• [RECORDS SHOWN]
· · · · · · ·
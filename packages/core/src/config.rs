//! Engine Configuration
//!
//! Settings for opening a [`PageEngine`](crate::engine::PageEngine). All
//! fields have defaults, so a partial JSON document deserializes cleanly.
//!
//! # Environment Variables
//!
//! * `PAGESPACE_DB_PATH` - database file location
//! * `PAGESPACE_BUSY_TIMEOUT_MS` - per-connection busy timeout
//! * `PAGESPACE_SEARCH_MIN_TERM_LENGTH` - default minimum search term length

use crate::db::DEFAULT_BUSY_TIMEOUT_MS;
use crate::services::{PageOrder, DEFAULT_SEARCH_MIN_TERM_LENGTH};
use serde::{Deserialize, Serialize};
use std::path::PathBuf;
use thiserror::Error;

pub const DB_PATH_ENV: &str = "PAGESPACE_DB_PATH";
pub const BUSY_TIMEOUT_ENV: &str = "PAGESPACE_BUSY_TIMEOUT_MS";
pub const SEARCH_MIN_TERM_LENGTH_ENV: &str = "PAGESPACE_SEARCH_MIN_TERM_LENGTH";

pub const DEFAULT_EVENT_CHANNEL_CAPACITY: usize = 128;

#[derive(Error, Debug, PartialEq, Eq)]
pub enum ConfigError {
    #[error("Environment variable {name} has invalid value `{value}`")]
    InvalidEnv { name: &'static str, value: String },

    #[error("Invalid configuration: {0}")]
    Invalid(String),
}

#[derive(Debug, Clone, Serialize, Deserialize)]
#[serde(default)]
pub struct EngineConfig {
    pub database_path: PathBuf,
    pub busy_timeout_ms: u64,
    pub event_channel_capacity: usize,
    pub search_min_term_length: usize,
    /// Loader default: return pages outside their publish window
    pub include_unpublished: bool,
    /// Loader default: return pages the actor may not view
    pub include_unviewable: bool,
    pub default_order: PageOrder,
}

impl Default for EngineConfig {
    fn default() -> Self {
        Self {
            database_path: PathBuf::from("./data/pagespace.db"),
            busy_timeout_ms: DEFAULT_BUSY_TIMEOUT_MS,
            event_channel_capacity: DEFAULT_EVENT_CHANNEL_CAPACITY,
            search_min_term_length: DEFAULT_SEARCH_MIN_TERM_LENGTH,
            include_unpublished: true,
            include_unviewable: true,
            default_order: PageOrder::Standard,
        }
    }
}

impl EngineConfig {
    /// Defaults overlaid with the `PAGESPACE_*` environment variables
    pub fn from_env() -> Result<Self, ConfigError> {
        Self::default().overlay(|name| std::env::var(name).ok())
    }

    /// Overlay values looked up by environment variable name
    pub fn overlay<F>(mut self, lookup: F) -> Result<Self, ConfigError>
    where
        F: Fn(&str) -> Option<String>,
    {
        if let Some(path) = lookup(DB_PATH_ENV) {
            tracing::info!("Using database path from {}: {}", DB_PATH_ENV, path);
            self.database_path = PathBuf::from(path);
        }
        if let Some(value) = lookup(BUSY_TIMEOUT_ENV) {
            self.busy_timeout_ms = parse_env(BUSY_TIMEOUT_ENV, value)?;
        }
        if let Some(value) = lookup(SEARCH_MIN_TERM_LENGTH_ENV) {
            self.search_min_term_length = parse_env(SEARCH_MIN_TERM_LENGTH_ENV, value)?;
        }
        Ok(self)
    }

    pub fn with_database_path(mut self, path: impl Into<PathBuf>) -> Self {
        self.database_path = path.into();
        self
    }

    pub fn validate(&self) -> Result<(), ConfigError> {
        if self.database_path.as_os_str().is_empty() {
            return Err(ConfigError::Invalid("database_path is empty".to_string()));
        }
        if self.busy_timeout_ms == 0 {
            return Err(ConfigError::Invalid("busy_timeout_ms must be positive".to_string()));
        }
        if self.event_channel_capacity == 0 {
            return Err(ConfigError::Invalid(
                "event_channel_capacity must be positive".to_string(),
            ));
        }
        if self.search_min_term_length == 0 {
            return Err(ConfigError::Invalid(
                "search_min_term_length must be positive".to_string(),
            ));
        }
        Ok(())
    }
}

fn parse_env<T: std::str::FromStr>(name: &'static str, value: String) -> Result<T, ConfigError> {
    value
        .trim()
        .parse()
        .map_err(|_| ConfigError::InvalidEnv { name, value })
}

#[cfg(test)]
mod tests {
    use super::*;
    use std::collections::HashMap;

    #[test]
    fn test_defaults_are_valid() {
        let config = EngineConfig::default();
        assert!(config.validate().is_ok());
        assert_eq!(config.event_channel_capacity, 128);
        assert_eq!(config.search_min_term_length, 3);
    }

    #[test]
    fn test_overlay_from_environment() {
        let vars: HashMap<&str, &str> = [
            (DB_PATH_ENV, "/tmp/pages.db"),
            (BUSY_TIMEOUT_ENV, " 250 "),
        ]
        .into_iter()
        .collect();

        let config = EngineConfig::default()
            .overlay(|name| vars.get(name).map(|v| v.to_string()))
            .unwrap();

        assert_eq!(config.database_path, PathBuf::from("/tmp/pages.db"));
        assert_eq!(config.busy_timeout_ms, 250);
        assert_eq!(config.search_min_term_length, 3);
    }

    #[test]
    fn test_invalid_environment_value() {
        let err = EngineConfig::default()
            .overlay(|name| (name == SEARCH_MIN_TERM_LENGTH_ENV).then(|| "three".to_string()))
            .unwrap_err();
        assert_eq!(
            err,
            ConfigError::InvalidEnv {
                name: SEARCH_MIN_TERM_LENGTH_ENV,
                value: "three".to_string()
            }
        );
    }

    #[test]
    fn test_validate_rejects_zero_values() {
        let mut config = EngineConfig::default();
        config.event_channel_capacity = 0;
        assert!(config.validate().is_err());

        let config = EngineConfig::default().with_database_path("");
        assert!(config.validate().is_err());
    }

    #[test]
    fn test_partial_json_uses_defaults() {
        let config: EngineConfig =
            serde_json::from_str(r#"{ "busy_timeout_ms": 100, "default_order": "reverse" }"#)
                .unwrap();
        assert_eq!(config.busy_timeout_ms, 100);
        assert!(matches!(config.default_order, PageOrder::Reverse));
        assert!(config.include_unpublished);
    }
}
· · · · · · ·
• [WORK INSTRUCTIONS] Output only the lines from the one containing "assert_eq!(config.busy_timeout_ms, 100);" through the end of the material, please, exactly as they appear.

• [EXERCISE SOLUTION]
        assert_eq!(config.busy_timeout_ms, 100);
        assert!(matches!(config.default_order, PageOrder::Reverse));
        assert!(config.include_unpublished);
    }
}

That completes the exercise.